Eijiro Shimizu (清水 英志郎, Shimizu Eijirou) is a Japanese racing driver who most recently competed in Super GT for SHADE Racing.

==Career==
=== Formula 4 ===
Shimizu made his Formula 4 debut in 2020, driving for Toyota's TGR-DC Racing School alongside Hibiki Taira, Seita Nonaka, and Jiei Okuzumi. In 2021, he stayed again with the team as he finished eighth in the standings.

===Super GT===
Shimizu joined Super GT in 2022 with new team SHADE Racing, he was joined by veteran Katsuyuki Hiranaka. For 2023, Shimizu stayed with Hiranaka, as both clinched their maiden podium at Sugo, with second place.

==Racing record==

===Career summary===

| Season | Series | Team | Races | Wins | Poles | FLaps | Podiums | Points | Position |
| 2020 | F4 Japanese Championship | TGR-DC Racing School | 12 | 0 | 0 | 0 | 0 | 5 | 17th |
| 2021 | F4 Japanese Championship | TGR-DC Racing School | 14 | 0 | 0 | 1 | 1 | 68 | 8th |
| Super Taikyu - ST-4 | Hayashi Telempu SHADE Racing | 5 | 2 | 0 | 0 | 6 | 130‡ | 1st‡ |
| 2022 | Super GT - GT300 | SHADE Racing | 8 | 0 | 0 | 0 | 0 | 6 | 27th |
| Super Taikyū - ST-Z | 7 | 2 | 1 | 3 | 4 | 115.5 | 2nd‡ |
| 2023 | Super GT - GT300 | SHADE Racing | 8 | 0 | 0 | 0 | 1 | 16 | 16th |
| Super Taikyū - ST-Z | 7 | 2 | 1 | 1 | 6 | 141.5 | 2nd‡ |
| 2024 | Super GT - GT300 | SHADE Racing | 8 | 0 | 1 | 0 | 0 | 2 | 19th |
| Super Taikyū - ST-Z | 6 | 1 | 0 | 0 | 0 | 82.5‡ | 2nd‡ |
| 2025 | Super GT - GT300 | SHADE Racing | 6 | 0 | 2 | 0 | 0 | 0 | NC |
| Super Taikyu - ST-4 | 6 | 3 | 4 | 0 | 4 | 133.5‡ | 1st‡ |
| 2026 | Super GT - GT300 | SHADE Racing |  |  |  |  |  |  |  |
| Super Taikyu - ST-4 |  |  |  |  |  |  |  |

‡ Team standings

===Complete F4 Japanese Championship results===
(key) (Races in bold indicate pole position; races in italics indicate points for the fastest lap of top ten finishers)

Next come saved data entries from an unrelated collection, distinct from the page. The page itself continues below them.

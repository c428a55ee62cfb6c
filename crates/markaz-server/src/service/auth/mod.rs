//! Authentication services: password hashing and JWT signing keys.

mod password_hasher;
mod token_keys;

pub use password_hasher::AuthHasher;
pub use token_keys::{AuthClaims, TokenKeys, TokenKeysConfig, TokenUse};
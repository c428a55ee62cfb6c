//! Group repository for managing study groups.

use std::future::Future;

use diesel::prelude::*;
use diesel_async::RunQueryDsl;
use uuid::Uuid;

use super::Pagination;
use crate::model::{Group, NewGroup};
use crate::{PgConnection, PgError, PgResult, schema};

/// Repository for study group database operations.
pub trait GroupRepository {
    /// Creates a new study group.
    fn create_group(&mut self, new_group: NewGroup)
    -> impl Future<Output = PgResult<Group>> + Send;

    /// Finds a group by its unique identifier.
    fn find_group_by_id(
        &mut self,
        group_id: Uuid,
    ) -> impl Future<Output = PgResult<Option<Group>>> + Send;

    /// Lists all groups with pagination support.
    ///
    /// Groups are ordered by creation time with most recent first.
    fn list_groups(
        &mut self,
        pagination: Pagination,
    ) -> impl Future<Output = PgResult<Vec<Group>>> + Send;

    /// Finds all groups taught by the given instructor.
    fn find_groups_by_instructor(
        &mut self,
        instructor_id: Uuid,
    ) -> impl Future<Output = PgResult<Vec<Group>>> + Send;
}

impl GroupRepository for PgConnection {
    async fn create_group(&mut self, mut new_group: NewGroup) -> PgResult<Group> {
        use schema::groups;

        // Normalize fields: trim whitespace
        new_group.display_name = new_group.display_name.trim().to_owned();
        new_group.schedule = new_group.schedule.trim().to_owned();

        diesel::insert_into(groups::table)
            .values(&new_group)
            .returning(Group::as_returning())
            .get_result(self)
            .await
            .map_err(PgError::from)
    }

    async fn find_group_by_id(&mut self, group_id: Uuid) -> PgResult<Option<Group>> {
        use schema::groups::{self, dsl};

        groups::table
            .filter(dsl::id.eq(group_id))
            .select(Group::as_select())
            .first(self)
            .await
            .optional()
            .map_err(PgError::from)
    }

    async fn list_groups(&mut self, pagination: Pagination) -> PgResult<Vec<Group>> {
        use schema::groups::{self, dsl};

        groups::table
            .order(dsl::created_at.desc())
            .limit(pagination.limit)
            .offset(pagination.offset)
            .select(Group::as_select())
            .load(self)
            .await
            .map_err(PgError::from)
    }

    async fn find_groups_by_instructor(&mut self, instructor_id: Uuid) -> PgResult<Vec<Group>> {
        use schema::groups::{self, dsl};

        groups::table
            .filter(dsl::instructor_id.eq(instructor_id))
            .order(dsl::created_at.desc())
            .select(Group::as_select())
            .load(self)
            .await
            .map_err(PgError::from)
    }
}
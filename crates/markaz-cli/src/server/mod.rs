//! HTTP server startup with lifecycle management.

mod error;
mod http_server;
mod shutdown;

use axum::Router;
pub use error::{Result, ServerError};
use http_server::serve_http;
use shutdown::shutdown_signal;

use crate::config::ServerConfig;

/// Starts the HTTP server with the given router and configuration.
///
/// # Errors
///
/// Returns an error if:
/// - The configuration is invalid
/// - The address/port cannot be bound
/// - The server encounters a fatal error during operation
pub async fn serve(app: Router, config: ServerConfig) -> Result<()> {
    serve_http(app, config).await
}
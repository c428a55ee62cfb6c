//! Student repository for managing enrolled students.

use std::future::Future;

use diesel::prelude::*;
use diesel_async::RunQueryDsl;
use uuid::Uuid;

use super::Pagination;
use crate::model::{NewStudent, Student};
use crate::{PgConnection, PgError, PgResult, schema};

/// Repository for student database operations.
pub trait StudentRepository {
    /// Enrolls a new student.
    fn create_student(
        &mut self,
        new_student: NewStudent,
    ) -> impl Future<Output = PgResult<Student>> + Send;

    /// Finds a student by its unique identifier.
    fn find_student_by_id(
        &mut self,
        student_id: Uuid,
    ) -> impl Future<Output = PgResult<Option<Student>>> + Send;

    /// Lists all students with pagination support.
    ///
    /// Students are ordered by creation time with most recent first.
    fn list_students(
        &mut self,
        pagination: Pagination,
    ) -> impl Future<Output = PgResult<Vec<Student>>> + Send;

    /// Finds all students enrolled in the given group.
    fn find_students_by_group(
        &mut self,
        group_id: Uuid,
    ) -> impl Future<Output = PgResult<Vec<Student>>> + Send;

    /// Finds all students enrolled in any group taught by the given instructor.
    fn find_students_by_instructor(
        &mut self,
        instructor_id: Uuid,
    ) -> impl Future<Output = PgResult<Vec<Student>>> + Send;

    /// Lists students ordered by reward coins, highest first.
    fn list_top_students(&mut self, limit: i64)
    -> impl Future<Output = PgResult<Vec<Student>>> + Send;

    /// Adds reward coins to a student's balance and returns the updated row.
    fn add_coins(
        &mut self,
        student_id: Uuid,
        amount: i32,
    ) -> impl Future<Output = PgResult<Student>> + Send;
}

impl StudentRepository for PgConnection {
    async fn create_student(&mut self, mut new_student: NewStudent) -> PgResult<Student> {
        use schema::students;

        // Normalize fields: trim whitespace
        new_student.full_name = new_student.full_name.trim().to_owned();

        diesel::insert_into(students::table)
            .values(&new_student)
            .returning(Student::as_returning())
            .get_result(self)
            .await
            .map_err(PgError::from)
    }

    async fn find_student_by_id(&mut self, student_id: Uuid) -> PgResult<Option<Student>> {
        use schema::students::{self, dsl};

        students::table
            .filter(dsl::id.eq(student_id))
            .select(Student::as_select())
            .first(self)
            .await
            .optional()
            .map_err(PgError::from)
    }

    async fn list_students(&mut self, pagination: Pagination) -> PgResult<Vec<Student>> {
        use schema::students::{self, dsl};

        students::table
            .order(dsl::created_at.desc())
            .limit(pagination.limit)
            .offset(pagination.offset)
            .select(Student::as_select())
            .load(self)
            .await
            .map_err(PgError::from)
    }

    async fn find_students_by_group(&mut self, group_id: Uuid) -> PgResult<Vec<Student>> {
        use schema::students::{self, dsl};

        students::table
            .filter(dsl::group_id.eq(group_id))
            .order(dsl::full_name.asc())
            .select(Student::as_select())
            .load(self)
            .await
            .map_err(PgError::from)
    }

    async fn find_students_by_instructor(&mut self, instructor_id: Uuid) -> PgResult<Vec<Student>> {
        use schema::{groups, students};

        students::table
            .inner_join(groups::table)
            .filter(groups::dsl::instructor_id.eq(instructor_id))
            .order(students::dsl::full_name.asc())
            .select(Student::as_select())
            .load(self)
            .await
            .map_err(PgError::from)
    }

    async fn list_top_students(&mut self, limit: i64) -> PgResult<Vec<Student>> {
        use schema::students::{self, dsl};

        students::table
            .order(dsl::coins.desc())
            .limit(limit.clamp(1, 100))
            .select(Student::as_select())
            .load(self)
            .await
            .map_err(PgError::from)
    }

    async fn add_coins(&mut self, student_id: Uuid, amount: i32) -> PgResult<Student> {
        use schema::students::{self, dsl};

        diesel::update(students::table.filter(dsl::id.eq(student_id)))
            .set(dsl::coins.eq(dsl::coins + amount))
            .returning(Student::as_returning())
            .get_result(self)
            .await
            .map_err(PgError::from)
    }
}
//! Known database constraint violations.

use strum::{Display, EnumString};

/// Structured representation of a known database constraint violation.
///
/// Allows callers to map low-level constraint names onto domain-level
/// conflicts (e.g. a duplicate username) without string matching at the
/// call site.
#[derive(Debug, Clone, Copy, PartialEq, Eq, Display, EnumString)]
pub enum ConstraintViolation {
    /// Unique constraint on `users.username`.
    #[strum(serialize = "users_username_key")]
    UniqueUsername,

    /// Foreign key from `groups.instructor_id` to `users.id`.
    #[strum(serialize = "groups_instructor_id_fkey")]
    GroupInstructor,

    /// Foreign key from `students.group_id` to `groups.id`.
    #[strum(serialize = "students_group_id_fkey")]
    StudentGroup,

    /// Foreign key from `students.user_id` to `users.id`.
    #[strum(serialize = "students_user_id_fkey")]
    StudentUser,

    /// Foreign key from `attendance.student_id` to `students.id`.
    #[strum(serialize = "attendance_student_id_fkey")]
    AttendanceStudent,

    /// Foreign key from `scores.student_id` to `students.id`.
    #[strum(serialize = "scores_student_id_fkey")]
    ScoreStudent,
}

impl ConstraintViolation {
    /// Resolves a raw constraint name into a known violation, if any.
    pub fn new(constraint_name: &str) -> Option<Self> {
        constraint_name.parse().ok()
    }

    /// Returns whether this violation indicates a duplicate resource.
    #[inline]
    pub const fn is_unique_violation(self) -> bool {
        matches!(self, Self::UniqueUsername)
    }

    /// Returns whether this violation indicates a missing referenced resource.
    #[inline]
    pub const fn is_reference_violation(self) -> bool {
        !self.is_unique_violation()
    }
}

#[cfg(test)]
mod tests {
    use super::*;

    #[test]
    fn resolves_known_constraints() {
        assert_eq!(
            ConstraintViolation::new("users_username_key"),
            Some(ConstraintViolation::UniqueUsername)
        );
        assert_eq!(
            ConstraintViolation::new("attendance_student_id_fkey"),
            Some(ConstraintViolation::AttendanceStudent)
        );
        assert_eq!(ConstraintViolation::new("unknown_constraint"), None);
    }

    #[test]
    fn classifies_violations() {
        assert!(ConstraintViolation::UniqueUsername.is_unique_violation());
        assert!(ConstraintViolation::StudentGroup.is_reference_violation());
    }
}
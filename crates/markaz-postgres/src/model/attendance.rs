//! Attendance record model.

use diesel::prelude::*;
use jiff_diesel::{Date, Timestamp};
use uuid::Uuid;

use crate::schema::attendance;

/// A single attendance entry for a student on a given day.
#[derive(Debug, Clone, PartialEq, Queryable, Selectable)]
#[diesel(table_name = attendance)]
#[diesel(check_for_backend(diesel::pg::Pg))]
pub struct AttendanceRecord {
    /// Unique record identifier.
    pub id: Uuid,
    /// Student this record belongs to.
    pub student_id: Uuid,
    /// Civil date the record applies to.
    pub entry_date: Date,
    /// Whether the student was present.
    pub is_present: bool,
    /// Timestamp when the record was created.
    pub created_at: Timestamp,
}

/// Data for recording attendance.
#[derive(Debug, Clone, Insertable)]
#[diesel(table_name = attendance)]
#[diesel(check_for_backend(diesel::pg::Pg))]
pub struct NewAttendanceRecord {
    /// Student this record belongs to.
    pub student_id: Uuid,
    /// Civil date the record applies to.
    pub entry_date: Date,
    /// Whether the student was present.
    pub is_present: bool,
}
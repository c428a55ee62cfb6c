//! CLI configuration management.
//!
//! This module defines the complete CLI configuration hierarchy:
//!
//! ```text
//! Cli
//! ├── service: ServiceConfig  # Database connection, token signing secret
//! └── server: ServerConfig    # Host, port, timeouts, shutdown
//! ```
//!
//! All configuration can be provided via CLI arguments or environment
//! variables. Use `--help` to see all available options.

mod server;

use std::process;

use anyhow::Context;
use clap::Parser;
use markaz_server::service::ServiceConfig;
use serde::Deserialize;
pub use server::ServerConfig;
use tracing_subscriber::EnvFilter;
use tracing_subscriber::layer::SubscriberExt;
use tracing_subscriber::util::SubscriberInitExt;

use crate::TRACING_TARGET_STARTUP;

/// Complete CLI configuration.
///
/// Combines all configuration groups for the markaz server:
/// - [`ServiceConfig`]: Database connection and token signing secret
/// - [`ServerConfig`]: Network binding and lifecycle
#[derive(Debug, Clone, Parser, Deserialize)]
#[command(name = "markaz")]
#[command(about = "Markaz education center management server")]
#[command(version)]
pub struct Cli {
    /// Server network and lifecycle configuration.
    #[clap(flatten)]
    pub server: ServerConfig,

    /// Service configuration (database, signing secret).
    #[clap(flatten)]
    pub service: ServiceConfig,
}

impl Cli {
    /// Loads environment variables from .env file (if enabled) and parses CLI arguments.
    ///
    /// Ensures .env files are loaded before clap parses arguments, so that
    /// environment variables from .env can be used as defaults.
    pub fn init() -> Self {
        Self::load_dotenv();
        Self::parse()
    }

    /// Loads environment variables from .env file if the dotenv feature is enabled.
    #[cfg(feature = "dotenv")]
    fn load_dotenv() {
        if let Err(err) = dotenvy::dotenv()
            && !err.not_found()
        {
            eprintln!("Warning: failed to load .env file: {err}");
        }
    }

    /// No-op when dotenv feature is disabled.
    #[cfg(not(feature = "dotenv"))]
    fn load_dotenv() {}

    /// Initializes tracing with environment-based filtering.
    pub fn init_tracing() {
        let filter = EnvFilter::try_from_default_env().unwrap_or_else(|_| EnvFilter::new("info"));

        tracing_subscriber::registry()
            .with(filter)
            .with(tracing_subscriber::fmt::layer())
            .init();
    }

    /// Validates all configuration values.
    pub fn validate(&self) -> anyhow::Result<()> {
        self.server
            .validate()
            .context("invalid server configuration")?;
        self.service
            .token_keys
            .validate()
            .context("invalid token signing configuration")?;
        self.service
            .postgres
            .validate()
            .context("invalid database configuration")?;
        Ok(())
    }

    /// Logs configuration at startup (no sensitive information).
    pub fn log(&self) {
        Self::log_build_info();
        self.server.log();
    }

    /// Logs build information at debug level.
    fn log_build_info() {
        tracing::debug!(
            target: TRACING_TARGET_STARTUP,
            version = env!("CARGO_PKG_VERSION"),
            pid = process::id(),
            arch = std::env::consts::ARCH,
            os = std::env::consts::OS,
            "Build information"
        );
    }
}

#[cfg(test)]
mod tests {
    use clap::CommandFactory;

    use super::*;

    #[test]
    fn cli_arguments_are_well_formed() {
        Cli::command().debug_assert();
    }
}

Year: Team; 1; 2; 3; 4; 5; 6; 7; 8; 9; 10; 11; 12; 13; 14; DC; Points
2020: TGR-DC Racing School; FUJ1 1 10; FUJ1 2 9; FUJ1 3 10; SUZ 1 Ret; SUZ 2 13; SUZ 3 15; MOT 1 10; MOT 2 11; MOT 3 14; FUJ2 1 Ret; FUJ2 2 DNS; FUJ2 3 17; 17th; 5
2021: TGR-DC Racing School; FUJ1 1 5; FUJ1 2 3; SUZ 1 4; SUZ 2 19; MOT1 1 6; MOT1 2 10; MOT1 3 4; SUG 1 10; SUG 2 10; SUG 3 10; MOT2 1 Ret; MOT2 2 10; FUJ2 1 7; FUJ2 2 26; 8th; 68

===Complete Super GT results===
(key) (Races in bold indicate pole position) (Races in italics indicate fastest lap)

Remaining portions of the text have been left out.